A MATERIAL fact, in reference to the date of the first production of "The Tempest," has only been recently ascertained we allude to the notice of the performance of it, before King James, on Nov. 1st, 1611,1 which is contained in the "Extracts from the Accounts of the Revels at Court," edited by Mr. P. Cunningham for the Shakespeare Society, p. 211: the memorandum is in the following form:

"Hallomas nyght was presented att Whithall before the Kinges Majestie a play called the Tempest."
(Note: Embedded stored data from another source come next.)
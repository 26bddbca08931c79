use std::io::Cursor;
use std::sync::Arc;

use openraft::storage::{RaftStateMachine, Snapshot};
use openraft::{
    AnyError, EntryPayload, ErrorSubject, ErrorVerb, LogId, OptionalSend, RaftSnapshotBuilder,
    SnapshotMeta, StorageError, StorageIOError, StoredMembership,
};
use parking_lot::RwLock;
use vdb_db::VectorDatabase;

use crate::types::{Entry, NodeId, TypeConfig, UpsertResponse};

/// Applies committed log entries to the vector database and answers the
/// `apply()` caller with just the index that was committed; the actual
/// work of deriving index/filter state lives in `VectorDatabase::upsert`.
pub struct StateMachine {
    db: Arc<VectorDatabase>,
    last_applied: RwLock<Option<LogId<NodeId>>>,
    membership: RwLock<StoredMembership<NodeId, openraft::BasicNode>>,
}

impl StateMachine {
    pub fn new(db: Arc<VectorDatabase>) -> Self {
        Self {
            db,
            last_applied: RwLock::new(None),
            membership: RwLock::new(StoredMembership::default()),
        }
    }
}

/// openraft's own snapshot machinery is never exercised by this system:
/// the durable source of truth is the index snapshot and WAL watermark
/// vdb-store already maintains, not a Raft-level state machine dump. The
/// grounding system stubs this the same way, so this builder returns an
/// empty marker rather than a real serialized state machine image.
#[derive(Clone)]
pub struct EmptySnapshotBuilder {
    last_applied: Option<LogId<NodeId>>,
    membership: StoredMembership<NodeId, openraft::BasicNode>,
}

impl RaftSnapshotBuilder<TypeConfig> for EmptySnapshotBuilder {
    async fn build_snapshot(&mut self) -> Result<Snapshot<TypeConfig>, StorageError<NodeId>> {
        let meta = SnapshotMeta {
            last_log_id: self.last_applied,
            last_membership: self.membership.clone(),
            snapshot_id: format!(
                "{}",
                self.last_applied
                    .map(|l| l.index)
                    .unwrap_or_default()
            ),
        };
        Ok(Snapshot {
            meta,
            snapshot: Box::new(Cursor::new(Vec::new())),
        })
    }
}

impl RaftStateMachine<TypeConfig> for StateMachine {
    type SnapshotBuilder = EmptySnapshotBuilder;

    async fn applied_state(
        &mut self,
    ) -> Result<
        (Option<LogId<NodeId>>, StoredMembership<NodeId, openraft::BasicNode>),
        StorageError<NodeId>,
    > {
        Ok((*self.last_applied.read(), self.membership.read().clone()))
    }

    async fn apply<I>(
        &mut self,
        entries: I,
    ) -> Result<Vec<UpsertResponse>, StorageError<NodeId>>
    where
        I: IntoIterator<Item = Entry> + OptionalSend,
    {
        let mut responses = Vec::new();
        for entry in entries {
            *self.last_applied.write() = Some(entry.log_id);
            let log_index = entry.log_id.index;

            if let EntryPayload::Normal(request) = entry.payload {
                apply_one(&self.db, log_index, &request.payload).map_err(|err| {
                    tracing::error!(log_index, %err, "fatal error applying committed entry");
                    StorageError::IO {
                        source: StorageIOError::new(
                            ErrorSubject::StateMachine,
                            ErrorVerb::Write,
                            AnyError::new(&err),
                        ),
                    }
                })?;
            } else if let EntryPayload::Membership(membership) = entry.payload {
                *self.membership.write() =
                    StoredMembership::new(Some(entry.log_id), membership);
            }

            responses.push(UpsertResponse { log_index });
        }
        Ok(responses)
    }

    async fn get_snapshot_builder(&mut self) -> Self::SnapshotBuilder {
        EmptySnapshotBuilder {
            last_applied: *self.last_applied.read(),
            membership: self.membership.read().clone(),
        }
    }

    async fn begin_receiving_snapshot(
        &mut self,
    ) -> Result<Box<Cursor<Vec<u8>>>, StorageError<NodeId>> {
        Ok(Box::new(Cursor::new(Vec::new())))
    }

    async fn install_snapshot(
        &mut self,
        meta: &SnapshotMeta<NodeId, openraft::BasicNode>,
        _snapshot: Box<Cursor<Vec<u8>>>,
    ) -> Result<(), StorageError<NodeId>> {
        *self.last_applied.write() = meta.last_log_id;
        *self.membership.write() = meta.last_membership.clone();
        Ok(())
    }

    async fn get_current_snapshot(
        &mut self,
    ) -> Result<Option<Snapshot<TypeConfig>>, StorageError<NodeId>> {
        Ok(None)
    }
}

/// A malformed committed entry is fatal, not skippable: the log is the
/// single source of truth for every replica, so silently dropping a
/// record here would let this node's state quietly diverge from the rest
/// of the cluster's.
fn apply_one(db: &VectorDatabase, log_index: u64, payload: &str) -> Result<(), vdb_db::DbError> {
    let value: serde_json::Value = serde_json::from_str(payload).map_err(|err| {
        vdb_db::DbError::Corrupt(format!(
            "committed entry at log_index {log_index} was not valid JSON: {err}"
        ))
    })?;
    let document = vdb_core::Document::new(value);
    let id = document.id().ok_or_else(|| {
        vdb_db::DbError::Corrupt(format!(
            "committed upsert at log_index {log_index} is missing an id"
        ))
    })?;
    let index_type = document
        .index_type()
        .and_then(vdb_core::IndexKind::parse)
        .unwrap_or(vdb_core::IndexKind::Flat);

    db.write_wal_log_at(log_index, "upsert", payload)?;
    db.upsert(id, &document, index_type)
}
fn main() -> Result<(), Box<dyn std::error::Error>> {
    if std::env::var_os("PROTOC").is_none() {
        std::env::set_var("PROTOC", protoc_bin_vendored::protoc_bin_path()?);
    }
    tonic_build::configure().compile(&["proto/replication.proto"], &["proto"])?;
    Ok(())
}
/// Shared error type for request-level failures: malformed input,
/// dimension mismatches, unknown index types. These map to HTTP 400 at
/// the server boundary and never reach the commit path.
#[derive(Debug, thiserror::Error)]
pub enum CoreError {
    #[error("dimension mismatch: index expects {expected}, got {actual}")]
    DimensionMismatch { expected: usize, actual: usize },

    #[error("document is missing required field `{0}`")]
    MissingField(&'static str),

    #[error("unknown index type `{0}`")]
    UnknownIndexType(String),

    #[error("unknown filter operator `{0}`")]
    UnknownFilterOp(String),

    #[error("invalid document: {0}")]
    InvalidDocument(String),
}

/// A condition that should take the node out of service rather than be
/// reported to a single caller: a durability-layer write failure, or a
/// WAL/snapshot that fails to replay cleanly at startup.
#[derive(Debug, thiserror::Error)]
pub enum FatalError {
    #[error("durability failure: {0}")]
    Durability(String),

    #[error("replay failure: {0}")]
    Replay(String),
}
In the margin is inserted the additional circumstance, that the performance was "by the King's Players ;" and there can be no reasonable doubt that it was Shakespeare's drama, which had been written for that company. When it had been so written, is still a point of difficulty; but the probability, we think, is that it was selected by the Master of the Revels, for representation at Court in 1611, on account of its novelty and popularity on the public stage. Eleven other dramas, as appears by the same document, were exhibited between Oct. 31, 1611, and the same day in the next year; and it is remarkable that ten of these (as far as we possess any information respecting them) were comparatively new plays, and with regard to the eleventh, it was not more than three years old. We may, perhaps, be warranted in inferring, therefore, that "The Tempest" was also not then an old play.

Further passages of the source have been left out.